(Collection entries)
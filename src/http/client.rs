//! HTTP client builder tuned for the authorization call.

use std::time::Duration;

use crate::error::Error;

/// Path of the authorization endpoint, relative to the configured base URL.
pub const AUTHORIZE_PATH: &str = "/api/oauth/authorize";

/// HTTP client configuration.
#[derive(Debug, Clone)]
pub struct HttpClientConfig {
    /// Base URL of the platform hosting the authorization endpoint.
    pub base_url: String,
    /// Request timeout.
    pub timeout: Duration,
    /// User agent string.
    pub user_agent: String,
}

impl HttpClientConfig {
    /// Create a configuration pointing at the given base URL.
    pub fn new(base_url: &str) -> Self {
        Self {
            base_url: base_url.to_string(),
            ..Self::default()
        }
    }
}

impl Default for HttpClientConfig {
    fn default() -> Self {
        Self {
            base_url: "http://localhost:3000".to_string(),
            timeout: Duration::from_secs(30),
            user_agent: format!("consent-flow/{}", env!("CARGO_PKG_VERSION")),
        }
    }
}

/// Builder for the HTTP client used by the approve flow.
///
/// The resulting client never follows redirects: the authorization endpoint's
/// redirect-bearing response is inspected by the controller, not executed by
/// the transport.
pub struct HttpClientBuilder {
    config: HttpClientConfig,
}

impl HttpClientBuilder {
    /// Create a new client builder with default configuration.
    pub fn new() -> Self {
        Self {
            config: HttpClientConfig::default(),
        }
    }

    /// Create a client builder from an existing configuration.
    pub fn with_config(config: HttpClientConfig) -> Self {
        Self { config }
    }

    /// Set the request timeout.
    pub fn with_timeout(mut self, timeout: Duration) -> Self {
        self.config.timeout = timeout;
        self
    }

    /// Set the user agent string.
    pub fn with_user_agent(mut self, user_agent: String) -> Self {
        self.config.user_agent = user_agent;
        self
    }

    /// Build the configured HTTP client.
    pub fn build(self) -> Result<reqwest::Client, Error> {
        let client = reqwest::Client::builder()
            .use_rustls_tls()
            .timeout(self.config.timeout)
            .user_agent(self.config.user_agent)
            .redirect(reqwest::redirect::Policy::none())
            .build()?;

        Ok(client)
    }
}

impl Default for HttpClientBuilder {
    fn default() -> Self {
        Self::new()
    }
}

*Exercise aim:* Copy the lines from the entries above in which the word "endpoint" appears.

*Response area:*
/// Path of the authorization endpoint, relative to the configured base URL.
    /// Base URL of the platform hosting the authorization endpoint.
/// The resulting client never follows redirects: the authorization endpoint's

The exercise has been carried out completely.